··· EXERCISE MATERIAL ···
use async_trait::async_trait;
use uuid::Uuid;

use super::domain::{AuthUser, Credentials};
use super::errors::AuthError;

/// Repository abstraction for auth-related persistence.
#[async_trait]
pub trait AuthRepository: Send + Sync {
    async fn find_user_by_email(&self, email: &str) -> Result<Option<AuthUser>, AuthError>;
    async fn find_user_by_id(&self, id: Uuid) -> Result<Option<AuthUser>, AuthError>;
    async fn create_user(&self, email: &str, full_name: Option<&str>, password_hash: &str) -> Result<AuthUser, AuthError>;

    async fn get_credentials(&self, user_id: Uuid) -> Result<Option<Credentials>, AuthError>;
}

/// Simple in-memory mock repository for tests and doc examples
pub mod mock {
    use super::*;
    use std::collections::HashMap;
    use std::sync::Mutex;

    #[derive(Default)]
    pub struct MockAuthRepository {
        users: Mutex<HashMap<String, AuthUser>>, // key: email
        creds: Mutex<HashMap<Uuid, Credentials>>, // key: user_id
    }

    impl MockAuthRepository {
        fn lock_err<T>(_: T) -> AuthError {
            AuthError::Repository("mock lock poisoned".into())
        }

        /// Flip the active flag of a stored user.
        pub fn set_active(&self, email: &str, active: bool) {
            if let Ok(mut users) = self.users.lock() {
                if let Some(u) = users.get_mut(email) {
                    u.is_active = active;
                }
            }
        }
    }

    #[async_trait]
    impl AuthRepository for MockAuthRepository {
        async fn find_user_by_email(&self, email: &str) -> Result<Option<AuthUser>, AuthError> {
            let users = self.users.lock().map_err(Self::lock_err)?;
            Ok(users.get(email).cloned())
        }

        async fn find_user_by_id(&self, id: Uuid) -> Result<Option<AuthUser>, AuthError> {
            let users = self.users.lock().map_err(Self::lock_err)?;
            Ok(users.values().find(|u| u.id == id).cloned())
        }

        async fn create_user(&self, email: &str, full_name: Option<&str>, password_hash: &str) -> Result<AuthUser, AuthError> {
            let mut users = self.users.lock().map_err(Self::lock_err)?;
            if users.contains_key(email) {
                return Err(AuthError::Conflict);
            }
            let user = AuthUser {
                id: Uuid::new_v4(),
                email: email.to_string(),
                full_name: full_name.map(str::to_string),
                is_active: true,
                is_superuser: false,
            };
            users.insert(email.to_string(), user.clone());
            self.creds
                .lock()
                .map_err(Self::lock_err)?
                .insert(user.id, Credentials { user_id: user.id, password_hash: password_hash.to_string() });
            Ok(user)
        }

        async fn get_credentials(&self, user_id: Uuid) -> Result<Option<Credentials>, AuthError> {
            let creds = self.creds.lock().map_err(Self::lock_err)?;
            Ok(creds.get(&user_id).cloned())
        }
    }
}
···
* WHAT IS NEEDED *
Which lines of the records hold the string "Credentials"? Copy each one.

* SOLUTION TO THIS EXERCISE *
use super::domain::{AuthUser, Credentials};
    async fn get_credentials(&self, user_id: Uuid) -> Result<Option<Credentials>, AuthError>;
        creds: Mutex<HashMap<Uuid, Credentials>>, // key: user_id
                .insert(user.id, Credentials { user_id: user.id, password_hash: password_hash.to_string() });
        async fn get_credentials(&self, user_id: Uuid) -> Result<Option<Credentials>, AuthError> {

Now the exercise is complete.